🔍 中文版本请点击:README_zh.md
This is a small project I built back in my sophomore year: you take a photo of your meal, run detection/segmentation/depth estimation, and it returns a rough estimate of food weight (grams) and calories. It’s not a “one-click 100% accurate” product, but it’s a complete end-to-end pipeline that’s handy for learning, demos, and further tweaking.
If you find it useful, feel free to star the repo, fork it, and hack around. Issues/PRs are welcome.
- YOLOv8: detects tableware / containers / food targets
- SAM: segments containers and food regions (and produces overlays for visual inspection)
- MiDaS: estimates relative depth (mainly used to infer “height”)
- Classifier + calorie table: maps recognized dishes to an approximate kcal/g
- Output: weight/calories (point + range), confidence, warnings, and debug image paths
Use a “common reference object” as a ruler (by default: a bank card). First segment the container and food to get a reasonable footprint area; then use a depth model to estimate relative height and approximate volume; finally convert volume to weight using a dish-specific density and a calorie table.
In practice, the biggest sources of error are usually not the model itself, but: whether the mask includes bowl/background, whether the reference object and food are on the same plane, and whether the photo is blurry/reflective/dim. That’s why this project also saves debug overlays—so you can quickly see where the bias comes from.
This repo contains two FastAPI apps (one full pipeline and one lightweight demo):
-
Full weight/calories analysis service (recommended)
- Entrypoint:
model_training/caloriscan_api.py - Port:
8000 - Endpoint:
POST /analyze - Notes: returns weight/calories + saves debug images to
model_training/outputs/
- Entrypoint:
-
Lightweight segmentation demo (segmentation only)
- Entrypoint:
main.py - Port:
8001 - Endpoint:
POST /estimate - Notes: a minimal service to quickly validate segmentation/recognition flow
- Entrypoint:
model_training/main.pyis an older offline inference entry (usingpredict.py), mainly kept for my own past debugging. It’s not recommended as the public API entry.
- Python: 3.9 / 3.10 recommended
- GPU: NVIDIA GPU is much faster; CPU-only also works (but slower)
- First run needs internet: MiDaS weights are downloaded from Hugging Face and then cached
Windows PowerShell:
python -m venv venv
.\venv\Scripts\activate
python -m pip install -U pippip install -r requirements.txtIf you hit issues installing torch==...+cuXXX (platform / GPU / driver differences can be painful), a practical approach is:
- Install
torch/torchvision/torchaudiousing the official PyTorch instructions for your machine (CPU or CUDA build) - Install the rest (and if needed, remove/adjust torch-related lines in
requirements.txt)
To keep the repository small, some large model weights are not committed. Place them as follows:
| Model | Purpose | File you need | Where to put it (relative to repo root) |
|---|---|---|---|
| SAM ViT-B | Segmentation | sam_vit_b_01ec64.pth |
model_training/models/sam_vit_b_01ec64.pth |
| YOLOv8n | Detection | yolov8n.pt |
model_training/yolov8n.pt |
| Cuisine classifier (optional) | Classification | cuisine_classifier_full.pt |
model_training/cuisine_classifier_full.pt |
| MiDaS (DPT) | Depth | Auto-download | No manual placement |
Notes:
- If
model_training/models/doesn’t exist, create it. - If your downloaded filenames differ, rename them to match the table to avoid editing code.
- If
yolov8n.ptis missing, the first run will download it automatically. - The cuisine classifier weights are not published by default. If you need them, please contact the author first (see the contact info in “Commercial Use / Commercial License”). If it’s missing, the API still runs but returns
unknownand uses a default calories factor.
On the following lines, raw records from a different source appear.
use serde::{Deserialize, Serialize};

use crate::string_enum;

string_enum! {
    // 用户角色
    UserRole {
        Admin => "admin",
        Teacher => "teacher",
        Student => "student",
    }
}

impl UserRole {
    pub fn admin_roles() -> &'static [&'static UserRole] {
        &[&Self::Admin]
    }
    pub fn staff_roles() -> &'static [&'static UserRole] {
        &[&Self::Teacher, &Self::Admin]
    }
    pub fn student_roles() -> &'static [&'static UserRole] {
        &[&Self::Student]
    }
    pub fn all_roles() -> &'static [&'static UserRole] {
        &[&Self::Student, &Self::Teacher, &Self::Admin]
    }
}

// 地址（原始数据为嵌套文档，整体序列化存储）
#[derive(Debug, Clone, PartialEq, Serialize, Deserialize)]
pub struct Address {
    #[serde(default, skip_serializing_if = "Option::is_none")]
    pub label: Option<String>,
    pub postal_code: String,
    pub street: String,
    pub number: String,
    pub district: String,
    pub city: String,
    pub state: String,
    #[serde(default = "default_country")]
    pub country: String,
}

fn default_country() -> String {
    "Brasil".to_string()
}

// 媒体托管上的头像引用
#[derive(Debug, Clone, PartialEq, Serialize, Deserialize)]
pub struct ProfilePhoto {
    pub url: String,
    pub public_id: String,
}

// 用户实体
#[derive(Debug, Clone, Serialize, Deserialize)]
pub struct User {
    pub id: i64,
    pub name: String,
    pub email: String,
    #[serde(skip_serializing, default)] // 不序列化到JSON响应中
    pub password_hash: String,
    pub role: UserRole,
    pub age: Option<i32>,
    pub cpf: Option<String>,
    pub address: Option<Address>,
    pub photo: Option<ProfilePhoto>,
    pub active: bool,
    pub last_login_at: Option<chrono::DateTime<chrono::Utc>>,
    pub created_at: chrono::DateTime<chrono::Utc>,
    pub updated_at: chrono::DateTime<chrono::Utc>,
}

impl User {
    // 生成访问令牌
    pub fn generate_access_token(&self) -> Result<String, String> {
        crate::utils::jwt::JwtUtils::generate_access_token(self.id, &self.role.to_string())
            .map_err(|e| format!("生成 access token 失败: {e}"))
    }
}

#[cfg(test)]
mod tests {
    use super::*;

    #[test]
    fn test_role_parse() {
        assert_eq!("teacher".parse::<UserRole>().unwrap(), UserRole::Teacher);
        assert!("principal".parse::<UserRole>().is_err());
    }

    #[test]
    fn test_address_defaults_country() {
        let addr: Address = serde_json::from_str(
            r#"{"postal_code":"01310-100","street":"Av. Paulista","number":"1000","district":"Bela Vista","city":"São Paulo","state":"SP"}"#,
        )
        .unwrap();
        assert_eq!(addr.country, "Brasil");
    }
}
If you don’t want to use my trained classifier, you can train your own and drop the outputs back into model_training/.
- Prepare your dataset in
ImageFolderformat (one folder per class):model_training/my_dataset/<class_name>/xxx.jpg
- Run training from the
model_training/directory:
python train_classifier.pyOutputs:
model_training/cuisine_classifier_full.ptmodel_training/cuisine_classifier.pthmodel_training/classes.txt
From the repository root:
python model_training\caloriscan_api.pySwagger UI:
From the repository root:
python main.pySwagger UI:
POST /analyze (multipart form):
file: image file (jpg/png)
curl example:
curl -X POST "http://localhost:8000/analyze" ^
-H "accept: application/json" ^
-H "Content-Type: multipart/form-data" ^
-F "file=@your_food.jpg"The response is a list; each item corresponds to one detected dish/container:
name: dish name (Chinese label)weight/weight_low/weight_high: weight estimate (g) and rangecalories/calories_low/calories_high: calories estimate and rangeconfidence:high/medium/lowwarnings: quality/model/scale/depth warnings (for diagnosing errors)card: reference object detection info (not always used for scaling)model_scores: debug numeric signals (yolo/cls/sam scores, depth stats, area ratio, scaling method, etc.)debug_files: paths to debug images (overlay/mask)image: base64 overlay image (handy for frontends)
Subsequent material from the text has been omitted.